» Task input

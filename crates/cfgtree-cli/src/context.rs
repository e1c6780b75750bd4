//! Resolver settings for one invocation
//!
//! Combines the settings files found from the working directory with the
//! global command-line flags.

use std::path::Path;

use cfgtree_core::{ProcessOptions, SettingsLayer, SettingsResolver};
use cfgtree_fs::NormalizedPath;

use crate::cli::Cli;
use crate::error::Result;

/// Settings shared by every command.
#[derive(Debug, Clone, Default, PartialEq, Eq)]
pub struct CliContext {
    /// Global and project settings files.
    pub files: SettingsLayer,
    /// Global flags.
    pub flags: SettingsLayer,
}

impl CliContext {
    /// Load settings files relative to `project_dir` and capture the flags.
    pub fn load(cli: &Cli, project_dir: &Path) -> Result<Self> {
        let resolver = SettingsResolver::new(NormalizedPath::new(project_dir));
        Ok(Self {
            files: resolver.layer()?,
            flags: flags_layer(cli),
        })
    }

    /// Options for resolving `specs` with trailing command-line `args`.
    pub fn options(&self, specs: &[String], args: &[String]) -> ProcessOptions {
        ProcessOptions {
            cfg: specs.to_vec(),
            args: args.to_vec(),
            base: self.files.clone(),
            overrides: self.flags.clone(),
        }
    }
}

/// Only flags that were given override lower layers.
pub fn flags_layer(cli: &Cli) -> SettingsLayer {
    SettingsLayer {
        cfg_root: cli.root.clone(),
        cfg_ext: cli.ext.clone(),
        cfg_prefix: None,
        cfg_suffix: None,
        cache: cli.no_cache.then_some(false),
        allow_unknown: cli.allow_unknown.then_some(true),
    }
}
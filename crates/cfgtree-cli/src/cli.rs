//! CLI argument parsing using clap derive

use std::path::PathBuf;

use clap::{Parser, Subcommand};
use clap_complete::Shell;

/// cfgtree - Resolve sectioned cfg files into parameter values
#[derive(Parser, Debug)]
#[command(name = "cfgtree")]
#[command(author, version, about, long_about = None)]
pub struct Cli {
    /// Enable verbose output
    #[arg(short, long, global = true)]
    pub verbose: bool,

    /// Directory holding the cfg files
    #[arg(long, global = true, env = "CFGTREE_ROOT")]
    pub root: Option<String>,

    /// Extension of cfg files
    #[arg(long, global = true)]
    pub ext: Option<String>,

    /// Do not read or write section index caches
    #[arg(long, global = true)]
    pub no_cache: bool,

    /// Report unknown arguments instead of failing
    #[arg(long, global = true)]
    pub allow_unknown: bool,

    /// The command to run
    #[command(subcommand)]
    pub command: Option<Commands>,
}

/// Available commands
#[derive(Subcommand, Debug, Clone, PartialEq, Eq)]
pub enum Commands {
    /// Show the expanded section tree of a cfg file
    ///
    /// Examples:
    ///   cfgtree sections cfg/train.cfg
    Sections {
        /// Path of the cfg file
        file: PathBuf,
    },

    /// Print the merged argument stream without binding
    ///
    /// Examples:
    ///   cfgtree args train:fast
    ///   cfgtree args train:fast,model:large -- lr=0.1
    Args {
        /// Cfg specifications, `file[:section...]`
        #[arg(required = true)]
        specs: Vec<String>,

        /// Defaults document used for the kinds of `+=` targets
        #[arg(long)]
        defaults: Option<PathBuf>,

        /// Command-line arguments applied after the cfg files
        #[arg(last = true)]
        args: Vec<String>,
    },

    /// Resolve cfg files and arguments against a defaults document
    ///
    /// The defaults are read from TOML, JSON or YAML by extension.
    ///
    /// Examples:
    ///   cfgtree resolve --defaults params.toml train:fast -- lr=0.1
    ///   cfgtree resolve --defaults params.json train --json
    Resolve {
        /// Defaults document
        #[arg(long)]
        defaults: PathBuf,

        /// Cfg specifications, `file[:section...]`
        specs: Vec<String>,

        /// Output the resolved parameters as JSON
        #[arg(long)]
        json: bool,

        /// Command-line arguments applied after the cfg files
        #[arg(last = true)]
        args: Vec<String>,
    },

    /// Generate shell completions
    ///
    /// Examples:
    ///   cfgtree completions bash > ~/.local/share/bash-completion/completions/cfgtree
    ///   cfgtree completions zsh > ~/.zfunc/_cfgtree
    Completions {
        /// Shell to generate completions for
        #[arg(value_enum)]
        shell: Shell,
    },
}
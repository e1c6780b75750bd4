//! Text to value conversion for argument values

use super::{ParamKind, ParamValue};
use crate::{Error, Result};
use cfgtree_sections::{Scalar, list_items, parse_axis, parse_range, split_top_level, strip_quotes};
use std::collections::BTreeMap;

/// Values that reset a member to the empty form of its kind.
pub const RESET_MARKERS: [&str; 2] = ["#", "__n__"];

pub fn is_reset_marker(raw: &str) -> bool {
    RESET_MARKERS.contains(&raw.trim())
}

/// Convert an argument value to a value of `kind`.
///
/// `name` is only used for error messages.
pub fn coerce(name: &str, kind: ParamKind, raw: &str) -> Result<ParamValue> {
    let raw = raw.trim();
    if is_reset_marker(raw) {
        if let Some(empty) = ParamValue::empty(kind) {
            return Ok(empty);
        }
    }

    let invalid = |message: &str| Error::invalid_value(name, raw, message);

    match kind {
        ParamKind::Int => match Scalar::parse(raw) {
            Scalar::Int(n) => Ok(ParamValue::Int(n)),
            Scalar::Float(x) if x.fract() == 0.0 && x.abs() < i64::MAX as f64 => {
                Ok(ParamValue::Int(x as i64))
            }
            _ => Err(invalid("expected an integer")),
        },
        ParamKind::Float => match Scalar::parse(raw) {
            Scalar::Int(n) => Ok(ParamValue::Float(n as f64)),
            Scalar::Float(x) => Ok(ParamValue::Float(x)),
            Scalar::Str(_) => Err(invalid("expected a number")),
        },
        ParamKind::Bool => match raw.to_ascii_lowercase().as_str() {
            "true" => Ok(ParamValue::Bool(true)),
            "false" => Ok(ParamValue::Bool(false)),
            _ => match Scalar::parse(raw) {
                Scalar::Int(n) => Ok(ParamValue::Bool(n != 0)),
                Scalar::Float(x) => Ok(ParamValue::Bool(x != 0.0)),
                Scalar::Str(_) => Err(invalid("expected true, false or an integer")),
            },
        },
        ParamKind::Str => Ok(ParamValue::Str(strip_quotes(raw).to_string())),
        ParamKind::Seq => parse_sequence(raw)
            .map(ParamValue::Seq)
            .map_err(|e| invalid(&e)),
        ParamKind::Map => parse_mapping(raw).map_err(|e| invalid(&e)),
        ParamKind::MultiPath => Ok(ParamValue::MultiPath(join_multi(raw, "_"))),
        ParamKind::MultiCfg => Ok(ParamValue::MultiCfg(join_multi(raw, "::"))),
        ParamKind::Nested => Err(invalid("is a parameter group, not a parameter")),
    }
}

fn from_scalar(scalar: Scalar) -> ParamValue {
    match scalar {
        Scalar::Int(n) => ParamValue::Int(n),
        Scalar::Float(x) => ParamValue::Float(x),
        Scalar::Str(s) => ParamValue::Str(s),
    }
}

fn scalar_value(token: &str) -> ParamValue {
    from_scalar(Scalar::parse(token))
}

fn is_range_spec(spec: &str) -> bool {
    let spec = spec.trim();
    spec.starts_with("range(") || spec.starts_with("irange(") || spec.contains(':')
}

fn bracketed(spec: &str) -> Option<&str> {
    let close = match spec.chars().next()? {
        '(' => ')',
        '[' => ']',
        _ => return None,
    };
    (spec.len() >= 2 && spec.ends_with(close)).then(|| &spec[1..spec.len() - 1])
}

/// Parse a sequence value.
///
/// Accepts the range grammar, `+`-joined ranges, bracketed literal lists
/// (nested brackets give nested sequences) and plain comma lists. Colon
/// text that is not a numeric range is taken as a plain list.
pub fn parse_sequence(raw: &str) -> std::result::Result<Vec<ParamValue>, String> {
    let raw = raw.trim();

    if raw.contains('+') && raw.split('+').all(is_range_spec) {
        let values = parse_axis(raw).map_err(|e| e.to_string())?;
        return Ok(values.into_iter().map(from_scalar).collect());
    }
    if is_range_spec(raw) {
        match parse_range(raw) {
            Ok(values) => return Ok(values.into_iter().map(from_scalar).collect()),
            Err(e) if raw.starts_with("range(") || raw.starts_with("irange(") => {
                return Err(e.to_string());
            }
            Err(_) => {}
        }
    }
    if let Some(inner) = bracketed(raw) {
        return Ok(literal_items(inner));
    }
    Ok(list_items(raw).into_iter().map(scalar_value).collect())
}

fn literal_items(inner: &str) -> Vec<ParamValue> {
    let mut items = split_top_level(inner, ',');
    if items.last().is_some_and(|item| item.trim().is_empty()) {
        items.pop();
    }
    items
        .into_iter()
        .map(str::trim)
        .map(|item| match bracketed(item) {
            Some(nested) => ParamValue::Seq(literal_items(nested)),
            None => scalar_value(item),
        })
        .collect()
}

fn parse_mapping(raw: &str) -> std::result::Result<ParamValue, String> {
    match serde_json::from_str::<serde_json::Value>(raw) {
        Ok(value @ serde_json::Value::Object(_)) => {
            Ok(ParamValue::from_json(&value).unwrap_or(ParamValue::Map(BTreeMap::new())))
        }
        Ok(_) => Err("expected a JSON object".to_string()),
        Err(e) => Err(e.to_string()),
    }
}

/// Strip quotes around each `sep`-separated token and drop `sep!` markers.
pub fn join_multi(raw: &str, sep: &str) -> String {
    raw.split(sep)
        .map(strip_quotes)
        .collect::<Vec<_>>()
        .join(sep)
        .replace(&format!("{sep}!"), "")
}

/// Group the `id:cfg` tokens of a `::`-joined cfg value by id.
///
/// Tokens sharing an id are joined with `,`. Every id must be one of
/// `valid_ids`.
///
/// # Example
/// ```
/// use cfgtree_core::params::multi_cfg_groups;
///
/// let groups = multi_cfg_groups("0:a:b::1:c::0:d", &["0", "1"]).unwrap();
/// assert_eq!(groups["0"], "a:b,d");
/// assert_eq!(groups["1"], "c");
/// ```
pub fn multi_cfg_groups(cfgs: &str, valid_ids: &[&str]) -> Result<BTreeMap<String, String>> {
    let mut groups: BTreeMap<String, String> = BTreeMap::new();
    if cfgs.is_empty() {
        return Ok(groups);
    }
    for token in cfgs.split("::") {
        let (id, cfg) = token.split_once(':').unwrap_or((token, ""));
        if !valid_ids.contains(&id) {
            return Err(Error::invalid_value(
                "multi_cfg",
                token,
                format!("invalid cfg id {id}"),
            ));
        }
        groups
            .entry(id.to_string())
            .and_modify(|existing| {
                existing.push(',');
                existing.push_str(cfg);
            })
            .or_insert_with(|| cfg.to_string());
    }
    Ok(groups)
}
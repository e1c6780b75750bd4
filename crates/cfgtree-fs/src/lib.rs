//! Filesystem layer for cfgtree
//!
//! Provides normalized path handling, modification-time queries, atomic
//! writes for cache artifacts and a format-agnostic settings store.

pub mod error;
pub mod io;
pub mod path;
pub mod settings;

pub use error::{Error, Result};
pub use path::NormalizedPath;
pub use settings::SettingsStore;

» Instructions for the task
Beginning with the first line of the records above, reproduce each line exactly, ending at the line that contains "project settings files.", and leave out everything else.

» Finished exercise
filename crates/cfgtree-cli/src/context.rs
repository e1c6780b75750bd4
//! Resolver settings for one invocation
//!
//! Combines the settings files found from the working directory with the
//! global command-line flags.

use std::path::Path;

use cfgtree_core::{ProcessOptions, SettingsLayer, SettingsResolver};
use cfgtree_fs::NormalizedPath;

use crate::cli::Cli;
use crate::error::Result;

/// Settings shared by every command.
#[derive(Debug, Clone, Default, PartialEq, Eq)]
pub struct CliContext {
    /// Global and project settings files.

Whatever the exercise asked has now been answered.